The banks mostly refused to open, but the Reds controlled the Central Bank, and simply blew open the vaults and helped themselves to all the cash on hand to pay their bills, then printed more. (C. Jay Smith notes that this “operation [was] facilitated by the fact that the [Red] Minister of Finance, Edward Gylling, was an ex-burglar”).

Printing money would have ultimately crashed the Red economy, but did not within the three-month period of the war. Telegraph workers stuck around—and, since they were, according to Upton, “notoriously White sympathizers,” proceeded to pass secrets to Mannerheim. (Of course, the usual term for refusing to work is “strike.” Upton adopts the Red characterization of any refusal to work for the Reds instead as “sabotage,” aligning himself with the Reds—similarly, no person is ever described by Upton as “notoriously a Red sympathizer”; negative emotionally-laden terms are reserved for Whites).

Food was also a problem for the Reds; they quickly discovered all their wild claims of food hoarding were false, and so had to rely on Russian imports, which were sketchy at best, along with seizing any food they could find. But they managed to avoid starvation.

The Reds were also disappointed in the workers who were supposedly the core of their support. After years of relentless propaganda, most did support the Reds. However, Upton makes clear that generally the workers offered “low productivity and rising expectations”—in other words, they wanted more pay for less work, and, no surprise, “pious exhortations” had little effect.

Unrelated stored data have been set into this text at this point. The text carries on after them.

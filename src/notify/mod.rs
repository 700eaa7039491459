//! Notification pipeline — body composition and mail dispatch.

pub mod composer;
pub mod mailer;
pub mod template;

pub use composer::{Composer, EmailBody};
pub use mailer::{MailTransport, SmtpConfig, SmtpMailer};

Again, in three months this did not cause real problems, and many of the workers were happy to join the Red Guard, simply to get pay and food, and opportunity for loot, so adequate troops were not really a problem for the Reds.

Demonstrating their usual tendency to lack of focus, the SPD leadership spent quite a bit of time during the war planning for a postwar socialist society, which would have democracy again, since everyone knew democracy inevitably led to socialism. And having no dynamic and charismatic leaders, they strangled themselves on committees and “democracy” within their structures, compared to the Whites, who operated much more efficiently, even though they had only a skeleton government.

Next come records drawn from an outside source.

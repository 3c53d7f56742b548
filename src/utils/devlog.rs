//! Per-operation timing lines with a thread-local capture sink for deterministic tests.
//! Lines also go to the `salesquery::query` log target, which `logger` routes to `query.log`.

use std::cell::RefCell;

/// Log target for query timing lines.
pub const QUERY_TARGET: &str = "salesquery::query";

thread_local! {
    static TL_SINK: RefCell<Option<Vec<String>>> = const { RefCell::new(None) };
}

/// Disables the thread-local sink on drop.
pub struct DevSinkGuard;
impl Drop for DevSinkGuard {
    fn drop(&mut self) {
        TL_SINK.with(|s| *s.borrow_mut() = None);
    }
}

/// Start capturing lines emitted on the current thread.
pub fn enable_thread_sink() -> DevSinkGuard {
    TL_SINK.with(|s| *s.borrow_mut() = Some(Vec::new()));
    DevSinkGuard
}

pub fn write_str(msg: &str) {
    TL_SINK.with(|s| {
        if let Some(buf) = s.borrow_mut().as_mut() {
            buf.push(msg.to_owned());
        }
    });
}

/// Take the captured lines, leaving the sink enabled and empty.
pub fn drain() -> Vec<String> {
    TL_SINK.with(|s| s.borrow_mut().as_mut().map(std::mem::take).unwrap_or_default())
}

/// Emit one timing line to the query log target and the thread-local sink if enabled.
#[macro_export]
macro_rules! devlog {
    ($($arg:tt)*) => {{
        let __s = format!($($arg)*);
        $crate::utils::devlog::write_str(&__s);
        log::log!(target: $crate::utils::devlog::QUERY_TARGET, log::Level::Debug, "{}", __s);
    }};
}

#[cfg(test)]
mod tests {
    use super::*;

    #[test]
    fn thread_local_sink_captures_messages() {
        let _g = enable_thread_sink();
        crate::devlog!("{{\"op\":\"count\",\"ms\":{}}}", 3);
        crate::devlog!("beta");
        let lines = drain();
        assert_eq!(lines.len(), 2);
        assert!(lines[0].contains("\"ms\":3"));
        assert!(drain().is_empty());
    }

    #[test]
    fn other_threads_are_not_captured() {
        let _g = enable_thread_sink();
        crate::devlog!("main-thread");
        let child = std::thread::spawn(|| {
            crate::devlog!("child-thread");
            drain()
        })
        .join()
        .unwrap();
        assert!(child.is_empty());
        assert_eq!(drain(), ["main-thread"]);
    }

    #[test]
    fn nothing_is_kept_without_a_sink() {
        crate::devlog!("dropped");
        assert!(drain().is_empty());
    }
}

An interesting aspect of the Finnish political division is that before and during the war, Finnish artists all supported the Whites. We associate artists with the Left, but that is largely historical happenstance. For a century, Finnish culture had been organized around a vision of Finland as an independent nation with its own deep culture. Thus, it is no surprise that artists, and all the cultural elite, had no sympathy for the Left, with its perceived desire to subjugate Finland to Russia and rejection of Finnish culture in favor of an alien ideology.

This demonstrates it is a mistake, and historically false as I have discussed elsewhere, to believe that artists necessarily lean left—and, in fact, the Right today desperately needs outstanding artists. Doubtless this rejection by the cultural elite frustrated the Reds, a feeling exacerbated by no public demonstrations of popular support, in part because Finland is cold and the culture not prone to overt emotion, but mostly because those not on the Left stuck in Red Finland saw “the Reds as betraying the national cause,” in Upton’s words, and simply stayed out of the way.

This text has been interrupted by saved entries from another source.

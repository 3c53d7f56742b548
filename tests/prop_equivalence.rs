//! The in-memory and SQLite evaluators must agree on which records match, in which order, and on
//! the pagination metadata.

mod common;

use chrono::{Days, NaiveDate};
use proptest::prelude::*;
use proptest::sample::{select, subsequence};
use salesquery::backend::{MemoryBackend, SalesBackend, SqliteBackend};
use salesquery::import::DataSource;
use salesquery::query::{
    AgeBucket, Categorical, DateWindow, FilterCriteria, Order, PageRequest, Query, SortField,
    SortSpec,
};
use salesquery::SaleRecord;

fn record_strategy() -> impl Strategy<Value = SaleRecord> {
    (
        ("[aAbBéÉ ]{0,4}", "[0-9]{0,3}"),
        (
            select(vec!["Female", "Male", ""]),
            select(vec!["North", "north", "South", ""]),
            select(vec!["Beauty", "Home", ""]),
            select(vec!["UPI", "Cash", ""]),
        ),
        select(vec!["a, b", "b", "", " a ,,c", "A"]),
        (
            proptest::option::of(prop_oneof![3 => 10i64..70, 1 => any::<i64>()]),
            proptest::option::of(prop_oneof![3 => 0i64..5, 1 => any::<i64>()]),
            proptest::option::of(0i64..40),
            proptest::option::of(0u64..800),
        ),
    )
        .prop_map(|((name, phone), (gender, region, category, payment), tags, (age, qty, amount, day))| {
            SaleRecord {
                customer_name: name,
                phone_number: phone,
                gender: gender.into(),
                customer_region: region.into(),
                product_category: category.into(),
                payment_method: payment.into(),
                tags: tags.into(),
                age,
                quantity: qty,
                // quarter steps keep ties frequent and every value exact in binary
                total_amount: amount.map(|a| a as f64 / 4.0),
                date: day.and_then(|d| NaiveDate::from_ymd_opt(2022, 6, 1)?.checked_add_days(Days::new(d))),
                ..SaleRecord::default()
            }
        })
}

fn dataset_strategy() -> impl Strategy<Value = Vec<SaleRecord>> {
    proptest::collection::vec(record_strategy(), 0..40).prop_map(|mut v| {
        for (i, r) in v.iter_mut().enumerate() {
            r.transaction_id = format!("T{i:03}");
            r.customer_id = format!("C{}", (i * 7) % 5);
        }
        v
    })
}

fn criteria_strategy() -> impl Strategy<Value = FilterCriteria> {
    (
        proptest::option::of("[aAé0-9]{1,2}"),
        subsequence(vec!["Female", "Male"], 0..=2),
        subsequence(vec!["North", "north", "South"], 0..=2),
        subsequence(vec!["Beauty", "beauty", "Home"], 0..=2),
        subsequence(vec!["UPI", "Cash", "Card"], 0..=2),
        subsequence(AgeBucket::ALL.to_vec(), 0..=2),
        subsequence(vec!["a", "b", "c", "A"], 0..=2),
        proptest::option::of(select(DateWindow::ALL.to_vec())),
    )
        .prop_map(|(search, genders, regions, categories, payments, ages, tags, window)| {
            let mut b = FilterCriteria::builder()
                .any_of(Categorical::Gender, genders)
                .any_of(Categorical::CustomerRegion, regions)
                .any_of(Categorical::ProductCategory, categories)
                .any_of(Categorical::PaymentMethod, payments)
                .age_buckets(ages)
                .tags(tags)
                .date_window(window);
            if let Some(s) = search {
                b = b.search(s);
            }
            b.build()
        })
}

fn query_strategy() -> impl Strategy<Value = Query> {
    (
        criteria_strategy(),
        select(SortField::ALL.to_vec()),
        prop_oneof![Just(Order::Asc), Just(Order::Desc)],
        1usize..5,
        1usize..8,
    )
        .prop_map(|(criteria, field, order, page, limit)| Query {
            criteria,
            sort: SortSpec { field, order },
            page: PageRequest::new(page, limit),
            as_of: common::today(),
        })
}

fn run_both(records: Vec<SaleRecord>, query: &Query) -> (Vec<String>, Vec<String>, bool) {
    let rt = tokio::runtime::Builder::new_current_thread().enable_all().build().unwrap();
    rt.block_on(async {
        let mem = MemoryBackend::new(DataSource::records(records.clone()));
        let sql = SqliteBackend::in_memory(Some(DataSource::records(records))).await.unwrap();
        mem.load().await.unwrap();
        sql.load().await.unwrap();
        let a = mem.execute(query).await.unwrap();
        let b = sql.execute(query).await.unwrap();
        (common::ids(&a), common::ids(&b), a.pagination == b.pagination)
    })
}

proptest! {
    #![proptest_config(proptest::test_runner::Config {
        failure_persistence: Some(Box::new(proptest::test_runner::FileFailurePersistence::WithSource("proptest-regressions"))),
        cases: 48,
        .. proptest::test_runner::Config::default()
    })]

    #[test]
    fn prop_backends_return_identical_pages(records in dataset_strategy(), query in query_strategy()) {
        let (mem, sql, same_pagination) = run_both(records, &query);
        prop_assert_eq!(mem, sql);
        prop_assert!(same_pagination);
    }

    #[test]
    fn prop_backends_agree_on_full_match_set(records in dataset_strategy(), criteria in criteria_strategy()) {
        let query = Query {
            criteria,
            sort: SortSpec::default(),
            page: PageRequest::new(1, 1000),
            as_of: common::today(),
        };
        let mut expected: Vec<String> = records
            .iter()
            .filter(|r| salesquery::query::matches(r, &query.criteria, query.as_of))
            .map(|r| r.transaction_id.clone())
            .collect();
        let (mut mem, mut sql, _) = run_both(records, &query);
        expected.sort();
        mem.sort();
        sql.sort();
        prop_assert_eq!(&mem, &expected);
        prop_assert_eq!(&sql, &expected);
    }
}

The Red Guards were used as the formal military of the rebels, though not all were sent to the front. Training was nominal at best—the Reds had the loyalty of few men with experience of military command, almost zero NCOs or professional officers.

The negative impact of poor training was exacerbated because pseudo-democracy was the order of the day, thus taking orders wasn’t the forte of the Red Guards, who, no surprise, often preferred simply to loot and pillage, rather than frontally assault enemy positions.

When orders were received, often units chose whether or not to obey, and in any case the Red leadership often had little knowledge of where units were. Panic among the Red Guards after any battlefield reverse was very common, and discipline for such failures, and worse ones, such as outright cowardice or looting, was none.

While the Bolsheviks supplied a great deal to the Reds, the Treaty of Brest-Litovsk, signed on March 3, required the Russians to leave Finland immediately, and to cease supporting the Reds. The Bolsheviks had no choice but to sign, and anyway Finland was the least of their concerns. Lenin told the other Bolsheviks that after a “breathing space,” world revolution would solve the problem in the Red Finns’ favor.

When other Bolsheviks demanded they nonetheless keep materially supporting the Red Finns, Lenin said “Wars are not won by enthusiasm but by technical superiority. Have you got an army? Can you give me anything but blather and slogans?” Nonetheless, he agreed to keep supplies flowing to the Reds sub rosa, but at a lesser level than before, and as the Russians left Finland to return home, they mostly gave their weapons to the Red Finns. Bolshevik volunteers in modest quantities (Upton estimates up to 4,000, or about ten percent of Red front-line total troops) also remained to fight with the Finnish Reds. Of course, this gave force to the Whites’ claim that the Reds, by allying with Russians, were fighting against Finnish independence, so it was a double-edged sword for the Reds, costing them propaganda points.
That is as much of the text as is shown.